Sunday, May 29, 2011

My long absence from this blog has been – in addition to my lack of time due to school – the result of the general purposelessness of its existence. I’m not working through a cookbook, following particular world events or assigning letter grades to animals like the panda or the musk ox. So there is nothing to drive me every week to sit down and write. I also undergo a slight existential crisis every time I push “publish.” What are the ramifications of this dispersion of my thoughts to the cyber world? What if someone reads them? Worse yet, what if no one reads them? Or, what if someone reads them but doesn’t care. Or, worse yet, what if I write them and don’t care? That, and my general perfectionism seems to surface every time I do write – I am content to chip away at a single written project rather than every week produce a neat four paragraph progression of profundity. I imagine that my writing reflects the sanctification process under which I’m going: never nearly complete, but moving in that direction.
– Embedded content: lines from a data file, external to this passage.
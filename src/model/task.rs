use rust_decimal::Decimal;
use serde::{Deserialize, Serialize};
use strum::{AsRefStr, Display, EnumString};

#[derive(Debug, Clone, Copy, PartialEq, Eq, Serialize, Deserialize, Display, EnumString, AsRefStr)]
#[serde(rename_all = "snake_case")]
#[strum(serialize_all = "snake_case")]
pub enum TaskStatus {
    Pending,
    InProgress,
    Completed,
    Rejected,
}

#[derive(Debug, Clone, PartialEq, Serialize, Deserialize)]
pub struct Task {
    pub id: u64,
    pub assigned_to: u64,
    pub status: TaskStatus,
    /// Paid out only once the task is completed. Missing means zero.
    pub allowances: Option<Decimal>,
}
But I am determined to attempt what for me is very nearly impossible, that is, keeping a regularly updated blog; and this is partly inspired by the faithful (and interesting) blogging of my dear friend, and also by the fact that I am now done my studies and thus have the time and energy and hopefully the need for a creative outlet.

All this to say, one of the things I hope to do over the course of this summer is to read a number of books that have been sitting on my bookshelf for the past few years, and to write down a few (hopefully brief) comments about them here. And I am excited have finished the first book today, C. S. Lewis’ The Four Loves. It’s a little scary how good it felt to read through an entire book, albeit only 128 pages, in a few days, and not to have to turn around and write a term paper on it. How I enjoyed it! And for me, Lewis is always a good one to get back into since he is a good balance of readability and challenge, comfortable familiarity and thoughtful provocation.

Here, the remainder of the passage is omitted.